The desire to escape regulatory hassles was part of a larger shift in physician attitudes contributing to the decline of independent practice. More and more doctors, especially younger ones, prefer the regular hours, predictable income and lack of administrative burden that come with an employed position over the headaches and financial risk of practice ownership.

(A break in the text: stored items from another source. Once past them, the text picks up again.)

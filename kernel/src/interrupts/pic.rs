// Legacy 8259 PIC Support
//
// Interrupt controller plumbing for the tick source: remaps the two
// chained PICs away from the CPU exception range, unmasks only the timer
// line (IRQ0), and signals end-of-interrupt.
//
// The concurrency core has no other interrupt-driven devices, so every
// line except IRQ0 and the cascade stays masked; stray lines land in the
// IDT's catch-all handler.

use pic8259::ChainedPics;
use spin::Mutex;

use crate::log_info;

const LOG_ORIGIN: &str = "pic";

pub const PIC_1_OFFSET: u8 = 32;
pub const PIC_2_OFFSET: u8 = PIC_1_OFFSET + 8;

// IRQ0 (timer) and IRQ2 (cascade) open, everything else masked.
const PIC_1_MASK: u8 = 0b1111_1010;
const PIC_2_MASK: u8 = 0b1111_1111;

static PICS: Mutex<ChainedPics> =
    Mutex::new(unsafe { ChainedPics::new(PIC_1_OFFSET, PIC_2_OFFSET) });

pub fn init() {
    unsafe {
        let mut pics = PICS.lock();
        pics.initialize();
        pics.write_masks(PIC_1_MASK, PIC_2_MASK);
    }

    log_info!(
        LOG_ORIGIN,
        "PICs remapped to vectors {}..{}, timer line unmasked",
        PIC_1_OFFSET,
        PIC_2_OFFSET + 8
    );
}

pub fn end_of_interrupt(vector: u8) {
    unsafe {
        PICS.lock().notify_end_of_interrupt(vector);
    }
}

A 2018 Physicians Foundation survey revealed that 53% of doctors 45 years or younger worked for a hospital or hospital-run group, compared with nearly 29% of physicians 46 years or older.

Yet another reason for the decline of independent practices in the 2010s stemmed from the federal government’s effort to develop and implement alternatives to the fee-for-service payment models through the Affordable Care Act and the Medicare Access and CHIP Reauthorization Act of 2015. Participation in many of these so-called alternative payment models required assuming some financial risk based on patient outcomes.

The only way for small practices to succeed under these models, Damberg explained, was to spread the risk over a larger patient base than most of them possessed. “I think having to manage risk is what pushed a lot of these practices into hospital systems,” she said.

The early 2020s saw another blow to independent practices with the arrival of the COVID-19 pandemic. As patient visits dried up, particularly in the early months, many doctors either left practice or took employed positions. From the beginning of 2020 through the end of 2021, the number of doctors working for hospitals or some other corporate entity jumped by 8.3%, from 391,000 to 423,800.